Lorsqu’ils donnent, en 1966, ce concert dans une université new-yorkaise,
Sun Ra et son Arkestra ont investi depuis quelques mois l’espace du free jazz. La tête dans les nuages, les musiciens mettent en place leur vision de la chose : moins politique, à l’écoute des sphères, et en quête de pépites intergalactiques.
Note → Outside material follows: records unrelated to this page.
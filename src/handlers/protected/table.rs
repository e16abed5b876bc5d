// GET /table/:table_name?search=<term>

use axum::{
    extract::{Path, Query, State},
    response::{Html, IntoResponse, Response},
};

use crate::database::ResultSet;
use crate::error::ConsoleError;
use crate::handlers::redirect_with;
use crate::middleware::SessionUser;
use crate::router::AppState;
use crate::views;

use super::SearchQuery;

/// Show a table's rows, optionally filtered across every column.
///
/// - invalid or unknown table: back to the table list
/// - no connection: back to the login page, session kept
/// - rejected search term: empty page with a warning, nothing queried
/// - execution error: empty page with the error
pub async fn view_table(
    State(state): State<AppState>,
    SessionUser { credentials, session }: SessionUser,
    Path(table_name): Path<String>,
    Query(query): Query<SearchQuery>,
) -> Response {
    let outcome = state
        .browser
        .view_table(&credentials, &table_name, &query.search)
        .await;

    let (result, notice) = match outcome {
        Ok(view) => (view.result, view.notice),
        Err(e @ (ConsoleError::InvalidTableName(_) | ConsoleError::TableNotFound(_))) => {
            e.log();
            return redirect_with(session, e.flash(), "/tables");
        }
        Err(e @ ConsoleError::Connection) => {
            e.log();
            return redirect_with(session, e.flash(), "/login");
        }
        Err(e @ ConsoleError::Execution(_)) => {
            e.log();
            (ResultSet::default(), Some(e.flash()))
        }
    };

    let (session, mut flashes) = session.take_flashes();
    flashes.extend(notice);
    let page = views::table_page(&credentials.username, &table_name, &result, &query.search, &flashes);
    (session, Html(page)).into_response()
}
Le message à délivrer est tel que la rencontre avec l’Autre – en l’occurrence, le public -, est porteuse d’espoir, comme d’incompréhensions possibles. A l’image de cette ambivalence, le pianiste fait d’une cacophonie expiatoire l’étendard de son vaisseau, comme il peut aussi bien décider de passages en sourdine, plus à même de permettre la réception des vibrations codées (
Sun Ra and His Band From Outer Space).
Parmi l’étrange décorum, des chœurs expriment de temps à autre l’Essentiel, la position à retenir sur un brouillard de plans. Aux saxophones,
John Gilmore et
Pat Patrick se répondent sur un swing encanaillé, qui va au rythme des pulsations détectées et retranscrites par le batteur
Clifford Jarvis (
Dancing Shadows). Le même instaurera une rythmique progressant jusqu’à devenir jungle, quand, superbe autant que perdu,
Ronnie Boykins tentait de se sortir d’
Exotic Forest en mettant tout son espoir dans le pouvoir des redondances.
A chaque fois qu’une trajectoire a frôlé un trou noir au son de chaos distribués (
Second Stop Is Jupiter,
Theme of the Stargazers), l’Arkestra aura optimisé à l’idéal la phase de transition salutaire. Sous l’émotion, les musiciens plongent dans quelques mirages, qu’ils soient le souvenir d’un be-bop appuyé (
Velvet), ou l’exploration d’un désert fantastique envahi par les ours, dont les peaux recevront, éléments des tambours, les caresses longues et répétées d’un
Jarvis insatiable (
Outer Nothingness).
Agrémenté de 3 inédits – dont une brève version de
We Travel The Spaceways pour accentuer encore la compréhension du programme – revoilà
Nothing Is…, disque emblématique initialement publié par ESP en 1966. Réédité, bien sûr, mais toujours pas redescendu sur Terre.